The leader's necessary starting point is being willing to consider a different approach. Consider these:

  • Same-level falls and others below "height" can have serious, even fatal, repercussions. Do you, like me, know of anyone who has sustained serious injury from falling onto a same-level surface or from just a few stairs up?
  • Balance loss occurs so frequently that many high-level Safety leaders have privately acknowledged these are among their most under-reported injuries. Perhaps because people feel embarrassed from having fallen? Or because there's a long history of "pratfalls" being good for an easy laugh in movies?
  • Slips and trips don't necessarily cause falls. Have you ever skidded on a slippery surface but not fallen? That's because . . .
  • . . . what actually causes falls is NOT slippery surfaces or trip hazards. The only reason people ultimately fall is because of their upper body not being aligned over their lower body while they're on the move. People rarely fall when just standing still (if this happens, it's likely a medical rather than Safety issue). So the key to prevention is alignment while in motion. A poster campaign is very unlikely to transfer the skills required to maintain balance while on the move, but most people can learn these to a higher degree relatively easily.
  • In trips, it's often the "little things" that get you. Making contact with a waist-high obstacle may hurt, but it's unlikely to create a trip—these are more due when a moving foot is even momentarily stopped (or slowed) by an obstacle that's knee-level or below.
  • What you think helps actually can make things worse. For example, increasing coefficient of friction can increase trips when footing "sticks" on a surface. Similarly, non-skid mats can wear down and actually become a slip hazard. Or, if they are sporadically placed, they require ongoing adjustments in walking over multiple changes in friction, which can contribute to balance loss. Such mats can help—when strategically placed and well maintained.
  • ST&F are related to other problems, such as drops and bodily reaction injuries.
  • Aging can make ST&F worse. Vision changes can translate into lowered ability to see well on stairs or in lower-light settings. Sway studies reveal that older brains and nervous systems tend not to react/compensate as quickly for reductions in balance. And stiffness (due to age-related collagen breakdown) can also contribute to ST&F. Further, sarcopenia (age-related muscle loss) is also a factor. And if they do fall, aging workers tend to take longer to heal. However, even older workers can also greatly improve balance with the right practice. For those inclined to a great deal of practice, tai chi can significantly help. But much shorter-term training can quickly impart balance-strengthening skills.
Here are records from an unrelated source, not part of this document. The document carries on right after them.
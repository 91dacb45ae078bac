//! Record type to table bindings.

use rowmap_core::{ConfigErrorKind, Error, FieldInfo, Record, Result};

/// The table, id column and per-field columns a record type is stored in.
///
/// Start from [`TableMapping::of`], which uses the record's declared table
/// name and column names, and override what differs:
///
/// ```ignore
/// let mapping = TableMapping::of::<Widget>()
///     .with_table("legacy_widgets")
///     .with_id_column("widget_id")
///     .with_column("price", "unit_price")?;
/// ```
#[derive(Debug, Clone, PartialEq, Eq)]
pub struct TableMapping {
    record: &'static str,
    table: String,
    id_column: String,
    fields: &'static [FieldInfo],
    columns: Vec<String>,
}

impl TableMapping {
    /// Default mapping for `R`.
    pub fn of<R: Record>() -> Self {
        let fields = R::fields();
        Self {
            record: std::any::type_name::<R>(),
            table: R::TABLE_NAME.to_string(),
            id_column: R::ID_COLUMN.to_string(),
            fields,
            columns: fields.iter().map(|f| f.column_name.to_string()).collect(),
        }
    }

    /// Override the table name.
    pub fn with_table(mut self, table: impl Into<String>) -> Self {
        self.table = table.into();
        self
    }

    /// Override the id column name.
    pub fn with_id_column(mut self, column: impl Into<String>) -> Self {
        self.id_column = column.into();
        self
    }

    /// Override the column for one field.
    pub fn with_column(mut self, field: &str, column: impl Into<String>) -> Result<Self> {
        let idx = self.field_index(field)?;
        self.columns[idx] = column.into();
        Ok(self)
    }

    /// Name of the record type this mapping was built for.
    pub fn record_name(&self) -> &'static str {
        self.record
    }

    /// Table name.
    pub fn table(&self) -> &str {
        &self.table
    }

    /// Id column name.
    pub fn id_column(&self) -> &str {
        &self.id_column
    }

    /// Non-id fields, in slot order.
    pub fn fields(&self) -> &'static [FieldInfo] {
        self.fields
    }

    /// Column names for the non-id fields, in slot order.
    pub fn columns(&self) -> &[String] {
        &self.columns
    }

    /// Column bound to `field`.
    pub fn column_for(&self, field: &str) -> Result<&str> {
        let idx = self.field_index(field)?;
        Ok(&self.columns[idx])
    }

    /// Number of non-id fields.
    pub fn field_count(&self) -> usize {
        self.fields.len()
    }

    fn field_index(&self, field: &str) -> Result<usize> {
        self.fields
            .iter()
            .position(|f| f.name == field)
            .ok_or_else(|| {
                Error::config(
                    ConfigErrorKind::UnknownField,
                    format!("{} has no field '{}'", self.record, field),
                )
            })
    }
}

#[cfg(test)]
mod tests {
    use super::*;
    use rowmap_core::{SqlType, Value};

    struct Widget;

    impl Record for Widget {
        type Id = i64;
        const TABLE_NAME: &'static str = "widgets";

        fn fields() -> &'static [FieldInfo] {
            static FIELDS: [FieldInfo; 2] = [
                FieldInfo::new("name", SqlType::Text),
                FieldInfo::new("price", SqlType::Integer),
            ];
            &FIELDS
        }

        fn to_values(&self) -> Vec<Value> {
            Vec::new()
        }

        fn from_values(_values: &[Value]) -> Result<Self> {
            Ok(Widget)
        }
    }

    #[test]
    fn test_default_mapping() {
        let m = TableMapping::of::<Widget>();
        assert_eq!(m.table(), "widgets");
        assert_eq!(m.id_column(), "id");
        assert_eq!(m.columns(), ["name", "price"]);
    }

    #[test]
    fn test_overrides() {
        let m = TableMapping::of::<Widget>()
            .with_table("legacy_widgets")
            .with_id_column("widget_id")
            .with_column("price", "unit_price")
            .unwrap();
        assert_eq!(m.table(), "legacy_widgets");
        assert_eq!(m.id_column(), "widget_id");
        assert_eq!(m.column_for("price").unwrap(), "unit_price");
        assert_eq!(m.column_for("name").unwrap(), "name");
    }

    #[test]
    fn test_unknown_field() {
        let err = TableMapping::of::<Widget>()
            .with_column("colour", "color")
            .unwrap_err();
        assert_eq!(err.config_kind(), Some(ConfigErrorKind::UnknownField));
    }
}
//! Dynamically typed SQL values.
//!
//! `Value` is the only representation that crosses the boundary between the
//! entity store and a driver. Drivers convert their native column types into
//! `Value`, and record fields convert to and from it through `From` and
//! [`FromValue`].

use num_bigint::BigInt;
use serde::{Deserialize, Serialize};

use crate::error::{Error, Result};

/// A single SQL value.
#[derive(Debug, Clone, PartialEq, Serialize, Deserialize, Default)]
pub enum Value {
    /// SQL NULL.
    #[default]
    Null,
    /// Boolean.
    Bool(bool),
    /// 8-bit integer.
    TinyInt(i8),
    /// 16-bit integer.
    SmallInt(i16),
    /// 32-bit integer.
    Int(i32),
    /// 64-bit integer.
    BigInt(i64),
    /// Arbitrary-precision integer (NUMERIC keys, unsigned 64-bit keys, ...).
    BigNum(BigInt),
    /// 32-bit float.
    Float(f32),
    /// 64-bit float.
    Double(f64),
    /// Decimal kept in its textual form to avoid rounding.
    Decimal(String),
    /// Text.
    Text(String),
    /// Raw bytes.
    Bytes(Vec<u8>),
    /// Microseconds since the Unix epoch.
    Timestamp(i64),
    /// JSON document.
    Json(serde_json::Value),
}

impl Value {
    /// Whether this value is SQL NULL.
    pub const fn is_null(&self) -> bool {
        matches!(self, Value::Null)
    }

    /// Whether this value is one of the integer variants.
    pub const fn is_integer(&self) -> bool {
        matches!(
            self,
            Value::TinyInt(_)
                | Value::SmallInt(_)
                | Value::Int(_)
                | Value::BigInt(_)
                | Value::BigNum(_)
        )
    }

    /// Short name of the variant, used in conversion errors.
    pub const fn type_name(&self) -> &'static str {
        match self {
            Value::Null => "NULL",
            Value::Bool(_) => "BOOL",
            Value::TinyInt(_) => "TINYINT",
            Value::SmallInt(_) => "SMALLINT",
            Value::Int(_) => "INT",
            Value::BigInt(_) => "BIGINT",
            Value::BigNum(_) => "BIGNUM",
            Value::Float(_) => "FLOAT",
            Value::Double(_) => "DOUBLE",
            Value::Decimal(_) => "DECIMAL",
            Value::Text(_) => "TEXT",
            Value::Bytes(_) => "BYTES",
            Value::Timestamp(_) => "TIMESTAMP",
            Value::Json(_) => "JSON",
        }
    }

    /// Borrow the value as a string slice, if it is textual.
    pub fn as_str(&self) -> Option<&str> {
        match self {
            Value::Text(s) | Value::Decimal(s) => Some(s),
            _ => None,
        }
    }

    /// Get the value as a bool, if it is boolean.
    pub const fn as_bool(&self) -> Option<bool> {
        match self {
            Value::Bool(b) => Some(*b),
            _ => None,
        }
    }

    /// Get the value as an `i64` if it is an integer that fits.
    pub fn as_i64(&self) -> Option<i64> {
        match self {
            Value::TinyInt(v) => Some(i64::from(*v)),
            Value::SmallInt(v) => Some(i64::from(*v)),
            Value::Int(v) => Some(i64::from(*v)),
            Value::BigInt(v) => Some(*v),
            Value::BigNum(v) => i64::try_from(v).ok(),
            _ => None,
        }
    }

    /// Get the value as an arbitrary-precision integer if it is integral.
    ///
    /// Decimal text without a fractional part is accepted as well, since some
    /// drivers report NUMERIC keys that way.
    pub fn as_bignum(&self) -> Option<BigInt> {
        match self {
            Value::TinyInt(v) => Some(BigInt::from(*v)),
            Value::SmallInt(v) => Some(BigInt::from(*v)),
            Value::Int(v) => Some(BigInt::from(*v)),
            Value::BigInt(v) => Some(BigInt::from(*v)),
            Value::BigNum(v) => Some(v.clone()),
            Value::Decimal(s) => s.trim().parse::<BigInt>().ok(),
            _ => None,
        }
    }

    /// Compare two values, treating integers of different widths as equal
    /// when they hold the same number.
    pub fn same_as(&self, other: &Value) -> bool {
        if self.is_integer() && other.is_integer() {
            return self.as_bignum() == other.as_bignum();
        }
        self == other
    }
}

/// Conversion from a [`Value`] into a Rust type.
pub trait FromValue: Sized {
    /// Convert a borrowed value.
    fn from_value(value: &Value) -> Result<Self>;
}

impl FromValue for Value {
    fn from_value(value: &Value) -> Result<Self> {
        Ok(value.clone())
    }
}

impl FromValue for bool {
    fn from_value(value: &Value) -> Result<Self> {
        match value {
            Value::Bool(b) => Ok(*b),
            Value::TinyInt(v) => Ok(*v != 0),
            Value::SmallInt(v) => Ok(*v != 0),
            Value::Int(v) => Ok(*v != 0),
            Value::BigInt(v) => Ok(*v != 0),
            other => Err(Error::type_mismatch("BOOL", other)),
        }
    }
}

macro_rules! impl_from_value_int {
    ($($ty:ty => $name:literal),* $(,)?) => {
        $(
            impl FromValue for $ty {
                fn from_value(value: &Value) -> Result<Self> {
                    let wide = value
                        .as_i64()
                        .ok_or_else(|| Error::type_mismatch($name, value))?;
                    <$ty>::try_from(wide).map_err(|_| Error::type_mismatch($name, value))
                }
            }
        )*
    };
}

impl_from_value_int!(i8 => "TINYINT", i16 => "SMALLINT", i32 => "INT", u32 => "INT UNSIGNED");

impl FromValue for i64 {
    fn from_value(value: &Value) -> Result<Self> {
        value
            .as_i64()
            .ok_or_else(|| Error::type_mismatch("BIGINT", value))
    }
}

impl FromValue for u64 {
    fn from_value(value: &Value) -> Result<Self> {
        value
            .as_bignum()
            .and_then(|n| u64::try_from(&n).ok())
            .ok_or_else(|| Error::type_mismatch("BIGINT UNSIGNED", value))
    }
}

impl FromValue for BigInt {
    fn from_value(value: &Value) -> Result<Self> {
        value
            .as_bignum()
            .ok_or_else(|| Error::type_mismatch("BIGNUM", value))
    }
}

impl FromValue for f64 {
    fn from_value(value: &Value) -> Result<Self> {
        match value {
            Value::Float(v) => Ok(f64::from(*v)),
            Value::Double(v) => Ok(*v),
            Value::Decimal(s) => s
                .trim()
                .parse::<f64>()
                .map_err(|_| Error::type_mismatch("DOUBLE", value)),
            other => other
                .as_i64()
                .map(|v| v as f64)
                .ok_or_else(|| Error::type_mismatch("DOUBLE", other)),
        }
    }
}

impl FromValue for f32 {
    fn from_value(value: &Value) -> Result<Self> {
        match value {
            Value::Float(v) => Ok(*v),
            #[allow(clippy::cast_possible_truncation)]
            Value::Double(v) => Ok(*v as f32),
            other => Err(Error::type_mismatch("FLOAT", other)),
        }
    }
}

impl FromValue for String {
    fn from_value(value: &Value) -> Result<Self> {
        match value {
            Value::Text(s) | Value::Decimal(s) => Ok(s.clone()),
            other => Err(Error::type_mismatch("TEXT", other)),
        }
    }
}

impl FromValue for Vec<u8> {
    fn from_value(value: &Value) -> Result<Self> {
        match value {
            Value::Bytes(b) => Ok(b.clone()),
            Value::Text(s) => Ok(s.as_bytes().to_vec()),
            other => Err(Error::type_mismatch("BYTES", other)),
        }
    }
}

impl FromValue for serde_json::Value {
    fn from_value(value: &Value) -> Result<Self> {
        match value {
            Value::Json(j) => Ok(j.clone()),
            Value::Text(s) => serde_json::from_str(s).map_err(|_| Error::type_mismatch("JSON", value)),
            other => Err(Error::type_mismatch("JSON", other)),
        }
    }
}

impl<T: FromValue> FromValue for Option<T> {
    fn from_value(value: &Value) -> Result<Self> {
        if value.is_null() {
            Ok(None)
        } else {
            T::from_value(value).map(Some)
        }
    }
}

macro_rules! impl_into_value {
    ($($ty:ty => $variant:ident),* $(,)?) => {
        $(
            impl From<$ty> for Value {
                fn from(v: $ty) -> Self {
                    Value::$variant(v)
                }
            }
        )*
    };
}

impl_into_value!(
    bool => Bool,
    i8 => TinyInt,
    i16 => SmallInt,
    i32 => Int,
    i64 => BigInt,
    BigInt => BigNum,
    f32 => Float,
    f64 => Double,
    String => Text,
    Vec<u8> => Bytes,
    serde_json::Value => Json,
);

impl From<u32> for Value {
    fn from(v: u32) -> Self {
        Value::BigInt(i64::from(v))
    }
}

impl From<u64> for Value {
    fn from(v: u64) -> Self {
        match i64::try_from(v) {
            Ok(small) => Value::BigInt(small),
            Err(_) => Value::BigNum(BigInt::from(v)),
        }
    }
}

impl From<&str> for Value {
    fn from(v: &str) -> Self {
        Value::Text(v.to_string())
    }
}

impl<T: Into<Value>> From<Option<T>> for Value {
    fn from(v: Option<T>) -> Self {
        v.map_or(Value::Null, Into::into)
    }
}
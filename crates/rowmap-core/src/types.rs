//! SQL type descriptors and catalog column metadata.

use num_bigint::BigInt;

/// Logical SQL column type.
#[derive(Debug, Clone, Copy, PartialEq, Eq, Hash)]
pub enum SqlType {
    Boolean,
    TinyInt,
    SmallInt,
    Integer,
    BigInt,
    /// Arbitrary precision NUMERIC/DECIMAL.
    Numeric,
    Real,
    Double,
    Text,
    Blob,
    Timestamp,
    Json,
    /// A driver-specific type the core does not model.
    Other(&'static str),
}

impl SqlType {
    /// Canonical SQL name.
    pub const fn sql_name(&self) -> &'static str {
        match self {
            SqlType::Boolean => "BOOLEAN",
            SqlType::TinyInt => "TINYINT",
            SqlType::SmallInt => "SMALLINT",
            SqlType::Integer => "INTEGER",
            SqlType::BigInt => "BIGINT",
            SqlType::Numeric => "NUMERIC",
            SqlType::Real => "REAL",
            SqlType::Double => "DOUBLE PRECISION",
            SqlType::Text => "TEXT",
            SqlType::Blob => "BLOB",
            SqlType::Timestamp => "TIMESTAMP",
            SqlType::Json => "JSON",
            SqlType::Other(name) => name,
        }
    }

    /// Whether values of this type are integers.
    pub const fn is_integer(&self) -> bool {
        matches!(
            self,
            SqlType::TinyInt | SqlType::SmallInt | SqlType::Integer | SqlType::BigInt
        )
    }

    /// Whether values of this type are numeric (integer, exact or floating).
    pub const fn is_numeric(&self) -> bool {
        self.is_integer() || matches!(self, SqlType::Numeric | SqlType::Real | SqlType::Double)
    }
}

/// Rust types with a natural SQL column type.
///
/// Used by `#[derive(Record)]` to fill in [`FieldInfo`](crate::FieldInfo)
/// without string matching on type names.
pub trait HasSqlType {
    /// Column type for this Rust type.
    const SQL_TYPE: SqlType;
    /// Whether the column accepts NULL.
    const NULLABLE: bool = false;
}

macro_rules! impl_has_sql_type {
    ($($ty:ty => $sql:ident),* $(,)?) => {
        $(
            impl HasSqlType for $ty {
                const SQL_TYPE: SqlType = SqlType::$sql;
            }
        )*
    };
}

impl_has_sql_type!(
    bool => Boolean,
    i8 => TinyInt,
    i16 => SmallInt,
    i32 => Integer,
    u32 => BigInt,
    i64 => BigInt,
    u64 => Numeric,
    BigInt => Numeric,
    f32 => Real,
    f64 => Double,
    String => Text,
    Vec<u8> => Blob,
    serde_json::Value => Json,
);

impl<T: HasSqlType> HasSqlType for Option<T> {
    const SQL_TYPE: SqlType = T::SQL_TYPE;
    const NULLABLE: bool = true;
}

/// Column metadata as reported by the catalog collaborator.
#[derive(Debug, Clone, PartialEq, Eq)]
pub struct ColumnInfo {
    /// Column name in the database.
    pub name: String,
    /// SQL type.
    pub sql_type: SqlType,
    /// Whether this column is nullable.
    pub nullable: bool,
    /// Whether this is a primary key column.
    pub primary_key: bool,
    /// Whether the server generates values for this column.
    pub auto_increment: bool,
}

impl ColumnInfo {
    /// Create a new, non-null column description.
    pub fn new(name: impl Into<String>, sql_type: SqlType) -> Self {
        Self {
            name: name.into(),
            sql_type,
            nullable: false,
            primary_key: false,
            auto_increment: false,
        }
    }

    /// Mark as nullable.
    pub fn nullable(mut self) -> Self {
        self.nullable = true;
        self
    }

    /// Mark as primary key.
    pub fn primary_key(mut self) -> Self {
        self.primary_key = true;
        self
    }

    /// Mark as auto-incrementing.
    pub fn auto_increment(mut self) -> Self {
        self.auto_increment = true;
        self
    }
}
Like many other companies, US Steel, Gary Works (Indiana) has an aging workforce. They've developed groups of selected US Steelworkers, Local 1066 as peer Instructor-Catalysts who have trained co-workers in balance skills. To make this as practical as possible (without increasing risk of injury during training), they constructed props to simulate different forms of real-life balance pitfalls, including stepping over and under and walking and carrying up and down ramps. Participants in their training have the opportunity to practice specific balance principles and techniques, for example, while ducking under a limbo rack—allowing them to learn, feel, and practice a more comfortable approach to stepping under an obstacle, on stairs, and while walking through a simulated spill. They also built a wood mock bathtub wall to demonstrate the balance principles necessary to exit a bathtub safely, extending their work site training to family and at-home situations. (And they presented their excellent safety results at the 2017 National Safety Congress.)

The default of seeking to finely control external environments only takes you so far. To make significant and lasting improvements in tenacious ST&F, it's essential to also transfer the rights skills that actually place people in better control by upgrading their decisions and own balance.